In this approach a route was assigned to a vehicle based only in the local congestion information of the adjacent streets to the node. This was done in order to establish if the congestion information granted from the state of the neighborhood of a vehicle was enough to get good results, or if instead it is necessary to develop an exhaustive solution in the search space of the optimal. In this implementation, the intersection evaluates only its adjacent streets according to their congestion state, and reports to the vehicle the one with the less congestion between the available streets, that is, between those with sufficient space for the vehicle. The pseudo code is shown below (Algorithms 4 and 5).

Algorithm 4. Local Congestion (LC)

Require: Requiring vehicle v Require: Actual node actual 1: Node k = Get next node in which congestion is minimal and has space for the vehicle (6) 2: if k exists then 3: return next street (actual,k) 4: else 5: return there is no available route 6: end if

Algorithm 5. Get next node

Require: Adjacent nodes Ad = {k1,…,kn} not empty Require: Actual node actual 1: min = NotExists 2: for k in Ad do 3: if use(actual,k) < capacity(actual,k) AND congestion(actual,k) < congestion(actual,min) 4: min ← k 5: end if 6: end for 7: return min

4.2.4. Natural Behavior Algorithm

In this implementation the objective was to model what would a vehicle do when moving around the city if the decision is not supported by any communication system. The vehicle is not communicating with the intersection nodes, so when it arrives to an intersection it just evaluate the streets adjacent to its current street and take the first whose capacity is less than its use. In the real live, this behavior is translated to drivers moving in the first in which they fit. The pseudo code is presented below (Algorithms 6 and 7), and is executed by the vehicle in the simulation.

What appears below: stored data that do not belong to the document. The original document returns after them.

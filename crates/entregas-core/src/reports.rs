//! Local aggregation over fetched work days and expenses.
//!
//! Every ratio is 0 when its denominator is 0.

use std::collections::{BTreeMap, BTreeSet};
use std::fmt;

use chrono::{Datelike, Duration, NaiveDate};
use entregas_types::{ExpenseRecord, WorkRecord};

#[derive(Debug, Clone, Copy, PartialEq, Eq, Default)]
pub enum Period {
    /// Last 7 days, today included.
    Week,
    /// Current calendar month.
    #[default]
    Month,
    /// Current calendar year.
    Year,
    All,
}

impl Period {
    pub fn contains(self, date: NaiveDate, today: NaiveDate) -> bool {
        if date > today {
            return false;
        }
        match self {
            Period::Week => date > today - Duration::days(7),
            Period::Month => date.year() == today.year() && date.month() == today.month(),
            Period::Year => date.year() == today.year(),
            Period::All => true,
        }
    }

    pub fn parse(s: &str) -> Option<Self> {
        match s.trim().to_ascii_lowercase().as_str() {
            "week" | "semana" => Some(Period::Week),
            "month" | "mes" | "mês" => Some(Period::Month),
            "year" | "ano" => Some(Period::Year),
            "all" | "todos" => Some(Period::All),
            _ => None,
        }
    }
}

impl fmt::Display for Period {
    fn fmt(&self, f: &mut fmt::Formatter<'_>) -> fmt::Result {
        f.write_str(match self {
            Period::Week => "last 7 days",
            Period::Month => "this month",
            Period::Year => "this year",
            Period::All => "all time",
        })
    }
}

fn ratio(numerator: f64, denominator: f64) -> f64 {
    if denominator.abs() < f64::EPSILON {
        0.0
    } else {
        numerator / denominator
    }
}

#[derive(Debug, Clone, Default, PartialEq)]
pub struct WorkSummary {
    pub days_worked: usize,
    pub delivered: u32,
    pub not_delivered: u32,
    /// Delivered share of all attempts, in percent.
    pub delivery_rate: f64,
    pub earnings: f64,
    pub earnings_per_day: f64,
    pub deliveries_per_day: f64,
}

impl WorkSummary {
    pub fn from_records<'a>(records: impl IntoIterator<Item = &'a WorkRecord>) -> Self {
        let mut days = BTreeSet::new();
        let mut summary = Self::default();
        for record in records {
            days.insert(record.date);
            summary.delivered = summary.delivered.saturating_add(record.delivered);
            summary.not_delivered = summary.not_delivered.saturating_add(record.not_delivered);
            summary.earnings += record.value;
        }
        summary.days_worked = days.len();
        let days = days.len() as f64;
        let attempts = f64::from(summary.delivered) + f64::from(summary.not_delivered);
        summary.delivery_rate = ratio(f64::from(summary.delivered) * 100.0, attempts);
        summary.earnings_per_day = ratio(summary.earnings, days);
        summary.deliveries_per_day = ratio(f64::from(summary.delivered), days);
        summary
    }
}

#[derive(Debug, Clone, PartialEq)]
pub struct CategoryShare {
    pub kind: String,
    pub total: f64,
    /// Percent of all expenses.
    pub share: f64,
}

#[derive(Debug, Clone, Default, PartialEq)]
pub struct ExpenseSummary {
    pub total: f64,
    /// Largest category first.
    pub by_kind: Vec<CategoryShare>,
}

impl ExpenseSummary {
    pub fn from_records<'a>(records: impl IntoIterator<Item = &'a ExpenseRecord>) -> Self {
        let mut totals: BTreeMap<&str, f64> = BTreeMap::new();
        for record in records {
            *totals.entry(record.kind.as_str()).or_default() += record.value;
        }
        let total: f64 = totals.values().sum();
        let mut by_kind: Vec<CategoryShare> = totals
            .into_iter()
            .map(|(kind, sum)| CategoryShare {
                kind: kind.to_string(),
                total: sum,
                share: ratio(sum * 100.0, total),
            })
            .collect();
        by_kind.sort_by(|a, b| b.total.total_cmp(&a.total));
        Self { total, by_kind }
    }
}

#[derive(Debug, Clone, Default, PartialEq)]
pub struct FinancialSummary {
    pub work: WorkSummary,
    pub expenses: ExpenseSummary,
    /// Earnings minus expenses.
    pub net: f64,
    /// Net as a percent of earnings.
    pub margin: f64,
}

impl FinancialSummary {
    pub fn compute(
        work: &[WorkRecord],
        expenses: &[ExpenseRecord],
        period: Period,
        today: NaiveDate,
    ) -> Self {
        let work = WorkSummary::from_records(work.iter().filter(|r| period.contains(r.date, today)));
        let expenses = ExpenseSummary::from_records(
            expenses.iter().filter(|r| period.contains(r.date, today)),
        );
        let net = work.earnings - expenses.total;
        Self {
            margin: ratio(net * 100.0, work.earnings),
            net,
            work,
            expenses,
        }
    }
}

Algorithm 6. Natural behavior

Require: Actual node actual Require: Destination node destination 1: Node k = get next node that connects the first available street (7) 2: if k exists then 3: if k = destination then 4: exit network 5: else 6: wait 7: end if 8: else 9: wait 10: end if

Algorithm 7. Get first available node

Require: Actual node actual Require: Adjacent nodes Ad = {k1,…,kn} not empty 1: for k in Ad do 2: if use(actual,k) < capacity(actual,k) then 3: return k 4: end if 5: end for 6: return not Exists

5. Validation Scenarios

This section describes how the validation process for the different approaches was. We defined a computational experiment based in two scenarios, a control scenario for small-scale examination of the results of each implementation, and a reference scenario that includes some features extracted from Google Maps. Additionally, the executed simulation is described and the evaluation metrics are specified for comparison between implementations.

5.1. Scenarios Definition

5.1.1. Control Scenario

For the control scenario we had a small vehicular network composed by 15 streets with random capacities in the interval [7,20] and a distance equal to that capacity. Additionally, we defined specific origin and destination nodes O, N. The same O/D is selected to evaluate if when a group of vehicles with the same origin / destination characteristics gets a new route, and the new route for those vehicles is the same, congestion is moved to the new route instead of get better. Two different ways of simulation were developed here: in the first we established a maximum number N of vehicles moving through the network and entering in the same turn in order to establish how the vehicular network state evolves as the number of vehicles gets larger; in the second a number F of vehicles was incorporated after X steps in the simulation, to compare different flows of vehicles. The corresponding configuration is shown in Figure 16:

Figure 16. Proposed control scenario.

Figure 16. Proposed control scenario.

5.1.2. Reference Scenario

This scenario is based on the previous work realized in [2], which makes a proposal for congestion charging. This paper analyzed congestion in Colombian cities taking as a case study Bogota. As part of this work, areas of congestion were identified in the city of Bogotá which are located in the expanded center where the main economic activities of the city are concentrated. One of the identified areas was selected to create the reference scenario. Its main characteristics are shown in Figure 17.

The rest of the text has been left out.